[Items from a dataset]
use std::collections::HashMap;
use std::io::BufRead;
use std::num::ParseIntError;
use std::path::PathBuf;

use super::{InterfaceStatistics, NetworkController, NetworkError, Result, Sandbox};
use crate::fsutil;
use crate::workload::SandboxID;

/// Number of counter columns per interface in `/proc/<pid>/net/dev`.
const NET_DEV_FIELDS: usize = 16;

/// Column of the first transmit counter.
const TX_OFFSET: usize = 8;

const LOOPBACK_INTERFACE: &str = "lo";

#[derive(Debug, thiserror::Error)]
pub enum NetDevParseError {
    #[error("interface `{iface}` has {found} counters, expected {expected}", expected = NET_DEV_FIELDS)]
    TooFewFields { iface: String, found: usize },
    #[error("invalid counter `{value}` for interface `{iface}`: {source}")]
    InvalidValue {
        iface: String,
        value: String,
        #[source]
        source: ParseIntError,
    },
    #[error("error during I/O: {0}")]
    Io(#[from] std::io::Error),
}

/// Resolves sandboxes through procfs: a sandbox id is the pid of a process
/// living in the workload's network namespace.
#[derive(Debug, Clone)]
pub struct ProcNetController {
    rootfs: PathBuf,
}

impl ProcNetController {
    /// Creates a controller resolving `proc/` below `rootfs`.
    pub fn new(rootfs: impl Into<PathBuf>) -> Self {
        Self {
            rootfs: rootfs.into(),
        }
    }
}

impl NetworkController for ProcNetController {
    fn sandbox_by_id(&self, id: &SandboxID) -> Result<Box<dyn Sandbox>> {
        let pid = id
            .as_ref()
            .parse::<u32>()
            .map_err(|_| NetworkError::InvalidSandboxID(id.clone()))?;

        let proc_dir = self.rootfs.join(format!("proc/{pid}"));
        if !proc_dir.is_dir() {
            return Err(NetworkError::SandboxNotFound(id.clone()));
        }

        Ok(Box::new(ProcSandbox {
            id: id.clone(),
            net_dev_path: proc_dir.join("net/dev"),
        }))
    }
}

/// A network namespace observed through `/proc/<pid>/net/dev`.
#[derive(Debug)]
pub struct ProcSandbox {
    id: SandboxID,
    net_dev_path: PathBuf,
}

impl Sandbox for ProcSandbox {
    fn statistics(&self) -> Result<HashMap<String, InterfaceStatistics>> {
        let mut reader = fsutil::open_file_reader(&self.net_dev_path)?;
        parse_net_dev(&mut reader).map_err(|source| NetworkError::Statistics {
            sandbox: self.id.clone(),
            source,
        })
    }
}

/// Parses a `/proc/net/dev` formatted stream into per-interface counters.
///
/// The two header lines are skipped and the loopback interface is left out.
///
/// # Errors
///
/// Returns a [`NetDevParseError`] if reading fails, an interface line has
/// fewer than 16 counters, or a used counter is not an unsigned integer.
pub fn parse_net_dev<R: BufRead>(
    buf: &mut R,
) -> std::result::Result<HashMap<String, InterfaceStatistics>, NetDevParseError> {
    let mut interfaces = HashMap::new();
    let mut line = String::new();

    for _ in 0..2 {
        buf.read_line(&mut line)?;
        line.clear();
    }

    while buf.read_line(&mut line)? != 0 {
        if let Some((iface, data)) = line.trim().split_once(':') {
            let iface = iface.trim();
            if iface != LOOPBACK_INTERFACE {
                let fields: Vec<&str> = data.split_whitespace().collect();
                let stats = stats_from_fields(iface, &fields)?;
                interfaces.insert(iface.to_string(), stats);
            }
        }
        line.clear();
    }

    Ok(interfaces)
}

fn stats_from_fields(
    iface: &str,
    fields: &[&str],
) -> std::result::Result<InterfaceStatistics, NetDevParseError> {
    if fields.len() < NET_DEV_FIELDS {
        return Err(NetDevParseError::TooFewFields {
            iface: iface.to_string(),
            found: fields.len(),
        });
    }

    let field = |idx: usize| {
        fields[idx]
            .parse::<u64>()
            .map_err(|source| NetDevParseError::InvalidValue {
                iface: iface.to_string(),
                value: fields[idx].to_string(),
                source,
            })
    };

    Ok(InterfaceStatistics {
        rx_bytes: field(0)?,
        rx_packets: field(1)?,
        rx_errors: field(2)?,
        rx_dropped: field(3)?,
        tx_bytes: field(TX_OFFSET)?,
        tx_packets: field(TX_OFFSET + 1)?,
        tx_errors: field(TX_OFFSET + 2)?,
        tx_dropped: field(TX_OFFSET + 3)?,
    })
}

--

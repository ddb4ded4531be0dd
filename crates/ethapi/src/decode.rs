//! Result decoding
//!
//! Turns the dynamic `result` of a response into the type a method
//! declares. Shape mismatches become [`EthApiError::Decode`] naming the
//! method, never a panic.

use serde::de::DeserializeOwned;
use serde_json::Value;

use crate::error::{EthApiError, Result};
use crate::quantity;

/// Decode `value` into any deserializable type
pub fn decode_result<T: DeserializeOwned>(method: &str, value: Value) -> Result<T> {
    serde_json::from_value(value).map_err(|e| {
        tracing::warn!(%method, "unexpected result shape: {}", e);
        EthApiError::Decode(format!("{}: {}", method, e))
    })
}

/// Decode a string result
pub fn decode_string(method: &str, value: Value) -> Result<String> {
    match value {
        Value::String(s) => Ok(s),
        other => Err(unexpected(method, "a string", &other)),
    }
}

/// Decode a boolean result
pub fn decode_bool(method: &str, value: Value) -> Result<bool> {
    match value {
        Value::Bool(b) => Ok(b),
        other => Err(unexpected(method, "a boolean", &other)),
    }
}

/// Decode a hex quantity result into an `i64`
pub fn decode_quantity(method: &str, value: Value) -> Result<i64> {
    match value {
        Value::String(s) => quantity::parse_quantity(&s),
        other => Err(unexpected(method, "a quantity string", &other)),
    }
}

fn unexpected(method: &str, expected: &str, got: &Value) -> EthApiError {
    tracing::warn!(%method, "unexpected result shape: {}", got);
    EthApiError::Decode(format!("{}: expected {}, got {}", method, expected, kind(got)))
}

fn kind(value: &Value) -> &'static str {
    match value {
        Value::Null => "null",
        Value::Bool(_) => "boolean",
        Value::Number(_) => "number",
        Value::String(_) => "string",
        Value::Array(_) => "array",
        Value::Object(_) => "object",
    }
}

▸ AIM OF THE EXERCISE
Out of the entries above, write out only the lines between the line holding "use std::collections::HashMap;" and the line holding "use crate::workload::SandboxID;", inclusive, each exactly as given.

▸ TASK RESPONSE
use std::collections::HashMap;
use std::io::BufRead;
use std::num::ParseIntError;
use std::path::PathBuf;

use super::{InterfaceStatistics, NetworkController, NetworkError, Result, Sandbox};
use crate::fsutil;
use crate::workload::SandboxID;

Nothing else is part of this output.